Non faccio domande, né perché né chi gli ha detto che le devo mangiare, per ora voglio solo poter continuare a sorridere un altro po’.
Devo dire che è davvero disgustosa.
Ogni ingurgito è una sofferenza.
-sai- dice Takumi seduto sulla sedia con il mento appoggiato sullo schienale –in questi mesi non facevi altro che chiamare Ryan.-
Sputo fuori quella schifosa zuppa colta di sorpresa.
O cavolo, che figura di merda, non posso credere di averlo fatto, eppure non mi ricordo di aver fatto alcun sogno.
-non è vero, mi stai prendendo in giro- dico guardando la zuppa mentre con il cucchiaio giocherello.
-no, non sto mentendo.- asserisce facendomi alzare lo sguardo su di lui, i suoi occhi sono fissi su me, sono così seri e fermi – dimmi, perché ogni volta piangevi?- chiede tenendo in ostaggio i miei occhi.
Piangevo?
Forse lo facevo per l’angoscia.
Insomma, lui era ferito ma non so quanto quelle ferite fossero profonde, non so se è sopravvissuto, non so nulla e ho paura di chiedere a Takumi.
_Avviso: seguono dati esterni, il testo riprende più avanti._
//! 传输层
//!
//! 行协议连接、远程发布的收发和会合层都只依赖这里的两个 trait。
//! 主动连接与被动接受的连接使用同一份 [`TransportConfig`]，
//! 接受连接时同时给出对端地址，发布引擎用它作为消息来源。

use std::net::SocketAddr;
use std::time::Duration;

use tokio::io::{AsyncRead, AsyncWrite};
use tokio::net::tcp::{OwnedReadHalf, OwnedWriteHalf};
use tokio::net::TcpStream;
use tokio::time::timeout;

use crate::error::{ProtocolError, Result};
use crate::CONNECT_TIMEOUT;

/// 连接参数
#[derive(Clone, Debug)]
pub struct TransportConfig {
    /// 主动连接的超时时间
    pub connect_timeout: Duration,
    /// 是否关闭 Nagle 算法；协议行大多很短
    pub nodelay: bool,
}

impl Default for TransportConfig {
    fn default() -> Self {
        Self {
            connect_timeout: CONNECT_TIMEOUT,
            nodelay: true,
        }
    }
}

/// 一条双向字节传输
pub trait Transport: Send + Sync + Sized {
    type Reader: AsyncRead + Unpin + Send;
    type Writer: AsyncWrite + Unpin + Send;

    /// 连接 `addr`（"host:port"），超过 `config.connect_timeout` 视为失败
    fn connect(
        addr: &str,
        config: &TransportConfig,
    ) -> impl std::future::Future<Output = Result<Self>> + Send;

    /// 拆成读写两端，分别交给行读取器和行写入器
    fn split(self) -> (Self::Reader, Self::Writer);
}

/// 接受入站传输的监听器
pub trait TransportListener: Send + Sync + Sized {
    type Transport: Transport;

    /// 绑定 `addr`，之后接受的每条连接都按 `config` 设置
    fn bind(
        addr: &str,
        config: &TransportConfig,
    ) -> impl std::future::Future<Output = Result<Self>> + Send;

    /// 接受一条连接，连同对端地址一起返回
    fn accept(
        &self,
    ) -> impl std::future::Future<Output = Result<(Self::Transport, SocketAddr)>> + Send;
}

/// TCP 传输
#[derive(Debug)]
pub struct TcpTransport {
    stream: TcpStream,
}

impl TcpTransport {
    fn configure(stream: TcpStream, config: &TransportConfig) -> Result<Self> {
        stream.set_nodelay(config.nodelay)?;
        Ok(Self { stream })
    }
}

impl Transport for TcpTransport {
    type Reader = OwnedReadHalf;
    type Writer = OwnedWriteHalf;

    async fn connect(addr: &str, config: &TransportConfig) -> Result<Self> {
        let stream = timeout(config.connect_timeout, TcpStream::connect(addr))
            .await
            .map_err(|_| ProtocolError::ConnectionTimeout)??;
        Self::configure(stream, config)
    }

    fn split(self) -> (Self::Reader, Self::Writer) {
        self.stream.into_split()
    }
}

/// TCP 监听器
#[derive(Debug)]
pub struct TcpListener {
    listener: tokio::net::TcpListener,
    config: TransportConfig,
}

impl TransportListener for TcpListener {
    type Transport = TcpTransport;

    async fn bind(addr: &str, config: &TransportConfig) -> Result<Self> {
        Ok(Self {
            listener: tokio::net::TcpListener::bind(addr).await?,
            config: config.clone(),
        })
    }

    async fn accept(&self) -> Result<(TcpTransport, SocketAddr)> {
        let (stream, peer) = self.listener.accept().await?;
        Ok((TcpTransport::configure(stream, &self.config)?, peer))
    }
}

impl TcpListener {
    /// 在所有网卡上监听 `port`，0 表示由系统分配
    pub async fn bind_port(port: u16, config: &TransportConfig) -> Result<Self> {
        Self::bind(&format!("0.0.0.0:{}", port), config).await
    }

    /// 实际绑定的地址
    pub fn local_addr(&self) -> Result<SocketAddr> {
        Ok(self.listener.local_addr()?)
    }
}

#[cfg(test)]
mod tests {
    use super::*;

    async fn loopback(config: &TransportConfig) -> TcpListener {
        TcpListener::bind("127.0.0.1:0", config).await.unwrap()
    }

    #[tokio::test]
    async fn test_accept_reports_peer_address() {
        let listener = loopback(&TransportConfig::default()).await;
        let addr = listener.local_addr().unwrap();

        let dialing = tokio::spawn(async move {
            TcpTransport::connect(&addr.to_string(), &TransportConfig::default()).await
        });
        let (_accepted, peer) = listener.accept().await.unwrap();
        let client = dialing.await.unwrap().unwrap();

        assert_eq!(peer, client.stream.local_addr().unwrap());
    }

    #[tokio::test]
    async fn test_accepted_connection_follows_config() {
        for nodelay in [false, true] {
            let config = TransportConfig {
                nodelay,
                ..Default::default()
            };
            let listener = loopback(&config).await;
            let addr = listener.local_addr().unwrap().to_string();

            let dialing = tokio::spawn(async move {
                TcpTransport::connect(&addr, &TransportConfig::default()).await
            });
            let (accepted, _) = listener.accept().await.unwrap();
            let client = dialing.await.unwrap().unwrap();

            assert_eq!(accepted.stream.nodelay().unwrap(), nodelay);
            assert!(client.stream.nodelay().unwrap());
        }
    }

    #[tokio::test]
    async fn test_bind_port_zero_picks_a_port() {
        let listener = TcpListener::bind_port(0, &TransportConfig::default())
            .await
            .unwrap();
        let addr = listener.local_addr().unwrap();
        assert!(addr.ip().is_unspecified());
        assert_ne!(addr.port(), 0);
    }

    #[tokio::test]
    async fn test_connect_refused() {
        let listener = loopback(&TransportConfig::default()).await;
        let addr = listener.local_addr().unwrap();
        drop(listener);

        let result = TcpTransport::connect(&addr.to_string(), &TransportConfig::default()).await;
        assert!(matches!(result, Err(ProtocolError::Io(_))));
    }
}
Che poi lui cosa sa, non è a conoscenza degli alieni e nemmeno della guerra.
Come sono finita sotto le sue cure?
-mi sai dire quanto tempo è passato?- domando spostando l’argomento da Ryan.
-tesoro mio, hai dormito per ben quattro mesi e mezzo- m’informa cambiando il tono di voce, lasciandomi a bocca aperta –attenta, la tua mascella a momenti cade dentro la tazza della zuppa- mi sfotte divertito.
-o mamma mia, ma è tantissimo tempo- asserisco ignorando la battutina scema di Takumi.
 -a chi lo dici- asserisce lui sospirando.
Lo guardo abbassando le sopracciglia.
-ho dovuto sopportare tutte le tue scorge per tutto il tempo senza avere qualcuno con cui lamentarmi- dice facendomi imbarazzare.
-non è vero- dico nascondendomi dai capelli.
-oh, invece sì, e ne facevi parecchie- mi sta chiaramente prendendo in giro, ma è comunque imbarazzante.
Forse è anche vero, in fondo non è impossibile, ma lui non è delicato, anzi più chiaro di così non può essere.
-e come se non bastasse, ogni volta che mi avvicinavo per lasciarti un bacio, il tuo alito pesante non me lo permetteva- lo dice con tono lagnoso.
-cosaaa?- chiedo sconvolta –hai provato a baciarmi?- chiedo fulminandolo con gli occhi.
-certo che ci ho provato, e ci mancherebbe. Un’occasione simile non mi sarebbe presentata un’altra volta dovevo approfittarne- dice tranquillamente –ma il tuo alito era talmente pesante che ci ho rinunciato- continua sospirando.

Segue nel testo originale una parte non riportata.